***** EXERCISE INPUTS

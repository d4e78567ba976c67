//! Event handling for the TUI
//!
//! A background thread polls crossterm and forwards key presses, resizes
//! and periodic ticks over a channel. All state changes still happen on the
//! main loop.

use crossterm::event::{self, Event as CrosstermEvent, KeyEvent, KeyEventKind};
use std::sync::mpsc;
use std::thread;
use std::time::{Duration, Instant};

use tracing::error;

/// Terminal events
#[derive(Debug, Clone)]
pub enum Event {
    /// Key press event
    Key(KeyEvent),
    /// Terminal resize
    Resize(u16, u16),
    /// Tick event for periodic updates
    Tick,
}

/// Event handler for terminal events
pub struct EventHandler {
    receiver: mpsc::Receiver<Event>,
    #[allow(dead_code)]
    handler: thread::JoinHandle<()>,
}

impl EventHandler {
    /// Create a new event handler with the specified tick rate
    pub fn new(tick_rate: Duration) -> Self {
        let (sender, receiver) = mpsc::channel();
        let handler = thread::spawn(move || {
            let mut last_tick = Instant::now();
            loop {
                let timeout = tick_rate
                    .checked_sub(last_tick.elapsed())
                    .unwrap_or(Duration::ZERO);

                match event::poll(timeout) {
                    Ok(true) => {
                        let forwarded = match event::read() {
                            // Windows reports releases too
                            Ok(CrosstermEvent::Key(key)) if key.kind == KeyEventKind::Press => {
                                Some(Event::Key(key))
                            }
                            Ok(CrosstermEvent::Resize(width, height)) => {
                                Some(Event::Resize(width, height))
                            }
                            Ok(_) => None,
                            Err(e) => {
                                error!(error = %e, "failed to read terminal event");
                                return;
                            }
                        };
                        if let Some(event) = forwarded {
                            if sender.send(event).is_err() {
                                return;
                            }
                        }
                    }
                    Ok(false) => {}
                    Err(e) => {
                        error!(error = %e, "failed to poll terminal events");
                        return;
                    }
                }

                if last_tick.elapsed() >= tick_rate {
                    if sender.send(Event::Tick).is_err() {
                        return;
                    }
                    last_tick = Instant::now();
                }
            }
        });

        Self { receiver, handler }
    }

    /// Get the next event (blocking)
    pub fn next(&self) -> Result<Event, mpsc::RecvError> {
        self.receiver.recv()
    }
}

impl Default for EventHandler {
    fn default() -> Self {
        Self::new(Duration::from_millis(250))
    }
}
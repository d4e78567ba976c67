//! Transaction identifiers
//!
//! Ids are derived from the current Unix time in milliseconds. Tokens issued
//! by one process are strictly increasing, so two transactions created in the
//! same millisecond still get distinct ids.

use serde::{Deserialize, Serialize};
use std::fmt;
use std::sync::atomic::{AtomicI64, Ordering};

use chrono::Utc;

static LAST_ISSUED: AtomicI64 = AtomicI64::new(0);

/// Unique token identifying a transaction
#[derive(Debug, Clone, PartialEq, Eq, Hash, PartialOrd, Ord, Serialize, Deserialize)]
#[serde(transparent)]
pub struct TransactionId(String);

impl TransactionId {
    /// Issue a new id from the current timestamp
    pub fn generate() -> Self {
        Self::from_millis(Utc::now().timestamp_millis())
    }

    fn from_millis(now: i64) -> Self {
        let mut last = LAST_ISSUED.load(Ordering::Relaxed);
        loop {
            let next = if now > last { now } else { last + 1 };
            match LAST_ISSUED.compare_exchange_weak(last, next, Ordering::Relaxed, Ordering::Relaxed)
            {
                Ok(_) => return Self(next.to_string()),
                Err(actual) => last = actual,
            }
        }
    }

    /// Get the token as a string slice
    pub fn as_str(&self) -> &str {
        &self.0
    }
}

impl fmt::Display for TransactionId {
    fn fmt(&self, f: &mut fmt::Formatter<'_>) -> fmt::Result {
        write!(f, "{}", self.0)
    }
}
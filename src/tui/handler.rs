//! Event handler for the TUI
//!
//! Routes keyboard events to the alert, the open dialog or the active view,
//! in that order.

use anyhow::Result;
use crossterm::event::{KeyCode, KeyEvent, KeyModifiers};

use super::app::{ActiveDialog, ActiveView, App, InputMode};
use super::dialogs;
use super::event::Event;
use super::views;

/// Handle an incoming event
pub fn handle_event(app: &mut App, event: Event) -> Result<()> {
    match event {
        Event::Key(key) => handle_key_event(app, key),
        Event::Tick => {
            app.tick();
            Ok(())
        }
        Event::Resize(_, _) => Ok(()),
    }
}

/// Handle a key event
fn handle_key_event(app: &mut App, key: KeyEvent) -> Result<()> {
    if key.code == KeyCode::Char('c') && key.modifiers.contains(KeyModifiers::CONTROL) {
        app.quit();
        return Ok(());
    }

    // Alerts block everything else
    if app.alert.is_some() {
        if matches!(key.code, KeyCode::Enter | KeyCode::Esc) {
            app.dismiss_alert();
        }
        return Ok(());
    }

    match app.active_dialog {
        ActiveDialog::AddTransaction => {
            dialogs::transaction::handle_key(app, key);
            return Ok(());
        }
        ActiveDialog::None => {}
    }

    let typing = app.input_mode == InputMode::Editing || app.category_manager.is_editing();
    if !typing && handle_global_key(app, key) {
        return Ok(());
    }

    match app.active_view {
        ActiveView::Categories => {
            views::categories::handle_key(app, key);
        }
        ActiveView::Transactions => handle_transactions_key(app, key),
    }

    Ok(())
}

/// Keys that work in every view while not typing
fn handle_global_key(app: &mut App, key: KeyEvent) -> bool {
    match key.code {
        KeyCode::Char('q') | KeyCode::Char('Q') => app.quit(),
        KeyCode::Char('1') => app.switch_view(ActiveView::Categories),
        KeyCode::Char('2') => app.switch_view(ActiveView::Transactions),
        KeyCode::Char('n') => app.open_dialog(ActiveDialog::AddTransaction),
        _ => return false,
    }
    true
}

fn handle_transactions_key(app: &mut App, key: KeyEvent) {
    match key.code {
        KeyCode::Char('j') | KeyCode::Down => app.move_down(),
        KeyCode::Char('k') | KeyCode::Up => app.move_up(),
        KeyCode::Char('a') => app.open_dialog(ActiveDialog::AddTransaction),
        _ => {}
    }
}
//! Configuration module for Tally
//!
//! This module provides configuration management including:
//! - Platform-aware path resolution
//! - User settings persistence

pub mod paths;
pub mod settings;

pub use paths::TallyPaths;
pub use settings::Settings;
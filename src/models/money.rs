//! Money type for representing currency amounts
//!
//! Internally stores amounts in minor units (i64 cents) to avoid
//! floating-point precision issues.

use serde::{Deserialize, Serialize};
use std::fmt;
use std::ops::{Add, AddAssign, Sub};

/// A monetary amount stored as cents (hundredths of the currency unit)
#[derive(Debug, Clone, Copy, PartialEq, Eq, PartialOrd, Ord, Hash, Serialize, Deserialize)]
#[serde(transparent)]
pub struct Money(i64);

impl Money {
    /// Create a Money amount from cents
    ///
    /// # Examples
    /// ```
    /// use tally::models::Money;
    /// let amount = Money::from_cents(1050); // 10.50
    /// assert_eq!(amount.to_string(), "10.50");
    /// ```
    pub const fn from_cents(cents: i64) -> Self {
        Self(cents)
    }

    /// Create a Money amount from whole units
    pub const fn from_units(units: i64) -> Self {
        Self(units * 100)
    }

    /// Largest amount a single transaction may carry (one trillion units)
    pub const MAX_ENTRY: Money = Money::from_units(1_000_000_000_000);

    /// Create a zero Money amount
    pub const fn zero() -> Self {
        Self(0)
    }

    /// Get the amount in cents
    pub const fn cents(&self) -> i64 {
        self.0
    }

    /// Get the whole units portion (truncated toward zero)
    pub const fn units(&self) -> i64 {
        self.0 / 100
    }

    /// Get the cents portion (0-99)
    pub const fn cents_part(&self) -> i64 {
        (self.0 % 100).abs()
    }

    /// Check if the amount is zero
    pub const fn is_zero(&self) -> bool {
        self.0 == 0
    }

    /// Check if the amount is negative
    pub const fn is_negative(&self) -> bool {
        self.0 < 0
    }

    /// Parse a money amount from a string
    ///
    /// Accepts formats: "5000", "5000.5", "5000.50", "-10.50", "1,250.00"
    pub fn parse(s: &str) -> Result<Self, MoneyParseError> {
        let trimmed = s.trim();
        if trimmed.is_empty() {
            return Err(MoneyParseError::Empty);
        }

        let (negative, rest) = match trimmed.strip_prefix('-') {
            Some(stripped) => (true, stripped),
            None => (false, trimmed),
        };
        let digits: String = rest.chars().filter(|c| *c != ',').collect();
        let invalid = || MoneyParseError::InvalidFormat(trimmed.to_string());

        let (whole, fraction) = match digits.split_once('.') {
            Some((whole, fraction)) => (whole, fraction),
            None => (digits.as_str(), ""),
        };
        if whole.is_empty() && fraction.is_empty() {
            return Err(invalid());
        }
        if !whole.chars().all(|c| c.is_ascii_digit())
            || !fraction.chars().all(|c| c.is_ascii_digit())
        {
            return Err(invalid());
        }

        let units: i64 = if whole.is_empty() {
            0
        } else {
            whole.parse().map_err(|_| invalid())?
        };

        // Pad or truncate to 2 digits
        let cents: i64 = match fraction.len() {
            0 => 0,
            1 => fraction.parse::<i64>().map_err(|_| invalid())? * 10,
            _ => fraction[..2].parse().map_err(|_| invalid())?,
        };

        let total = units
            .checked_mul(100)
            .and_then(|c| c.checked_add(cents))
            .ok_or_else(invalid)?;

        Ok(Self(if negative { -total } else { total }))
    }

    /// Format with a currency symbol
    pub fn format_with_symbol(&self, symbol: &str) -> String {
        if self.is_negative() {
            format!("-{}{}.{:02}", symbol, self.units().abs(), self.cents_part())
        } else {
            format!("{}{}.{:02}", symbol, self.units(), self.cents_part())
        }
    }
}

impl Default for Money {
    fn default() -> Self {
        Self::zero()
    }
}

impl fmt::Display for Money {
    fn fmt(&self, f: &mut fmt::Formatter<'_>) -> fmt::Result {
        write!(f, "{}", self.format_with_symbol(""))
    }
}

// Arithmetic saturates at the i64 bounds instead of wrapping.
impl Add for Money {
    type Output = Self;

    fn add(self, other: Self) -> Self {
        Self(self.0.saturating_add(other.0))
    }
}

impl AddAssign for Money {
    fn add_assign(&mut self, other: Self) {
        self.0 = self.0.saturating_add(other.0);
    }
}

impl Sub for Money {
    type Output = Self;

    fn sub(self, other: Self) -> Self {
        Self(self.0.saturating_sub(other.0))
    }
}

/// Error type for money parsing
#[derive(Debug, Clone, PartialEq, Eq)]
pub enum MoneyParseError {
    Empty,
    InvalidFormat(String),
}

impl fmt::Display for MoneyParseError {
    fn fmt(&self, f: &mut fmt::Formatter<'_>) -> fmt::Result {
        match self {
            MoneyParseError::Empty => write!(f, "Amount is empty"),
            MoneyParseError::InvalidFormat(s) => write!(f, "Invalid money format: {}", s),
        }
    }
}

impl std::error::Error for MoneyParseError {}

#[cfg(test)]
mod tests {
    use super::*;

    #[test]
    fn test_from_cents() {
        let m = Money::from_cents(1050);
        assert_eq!(m.cents(), 1050);
        assert_eq!(m.units(), 10);
        assert_eq!(m.cents_part(), 50);
    }

    #[test]
    fn test_display() {
        assert_eq!(Money::from_units(5000).to_string(), "5000.00");
        assert_eq!(Money::from_cents(5).to_string(), "0.05");
        assert_eq!(Money::from_cents(-1050).to_string(), "-10.50");
        assert_eq!(Money::from_cents(1050).format_with_symbol("₦"), "₦10.50");
    }

    #[test]
    fn test_arithmetic() {
        let mut total = Money::from_cents(1000);
        total += Money::from_cents(250);
        assert_eq!(total.cents(), 1250);
        assert_eq!((total - Money::from_cents(2000)).cents(), -750);
        assert_eq!((total + Money::zero()).cents(), 1250);
    }

    #[test]
    fn test_arithmetic_saturates() {
        let huge = Money::parse("90000000000000000").unwrap();
        let mut total = huge;
        total += huge;
        assert_eq!(total.cents(), i64::MAX);
        assert_eq!((huge + huge).cents(), i64::MAX);
        assert_eq!((Money::from_cents(i64::MIN + 1) - huge).cents(), i64::MIN);
    }

    #[test]
    fn test_parse() {
        assert_eq!(Money::parse("5000").unwrap(), Money::from_units(5000));
        assert_eq!(Money::parse("10.5").unwrap().cents(), 1050);
        assert_eq!(Money::parse(" 10.50 ").unwrap().cents(), 1050);
        assert_eq!(Money::parse("0.05").unwrap().cents(), 5);
        assert_eq!(Money::parse(".5").unwrap().cents(), 50);
        assert_eq!(Money::parse("1,250.00").unwrap().cents(), 125_000);
        assert_eq!(Money::parse("-10.50").unwrap().cents(), -1050);
    }

    #[test]
    fn test_parse_rejects_garbage() {
        assert_eq!(Money::parse(""), Err(MoneyParseError::Empty));
        assert_eq!(Money::parse("   "), Err(MoneyParseError::Empty));
        assert!(Money::parse("abc").is_err());
        assert!(Money::parse("1.2.3").is_err());
        assert!(Money::parse(".").is_err());
        assert!(Money::parse("12a").is_err());
    }

    #[test]
    fn test_serialization() {
        let m = Money::from_cents(1050);
        let json = serde_json::to_string(&m).unwrap();
        assert_eq!(json, "1050");
    }
}
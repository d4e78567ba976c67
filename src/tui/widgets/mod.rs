//! Reusable widgets for the TUI

pub mod input;
pub mod notification;

pub use input::TextInput;
pub use notification::{Notification, NotificationKind, NotificationQueue};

**********

* _EXERCISE_
Look through the data above and return each line where the string "paths" occurs.

* _COMPLETED TASK_
pub mod paths;
pub use paths::TallyPaths;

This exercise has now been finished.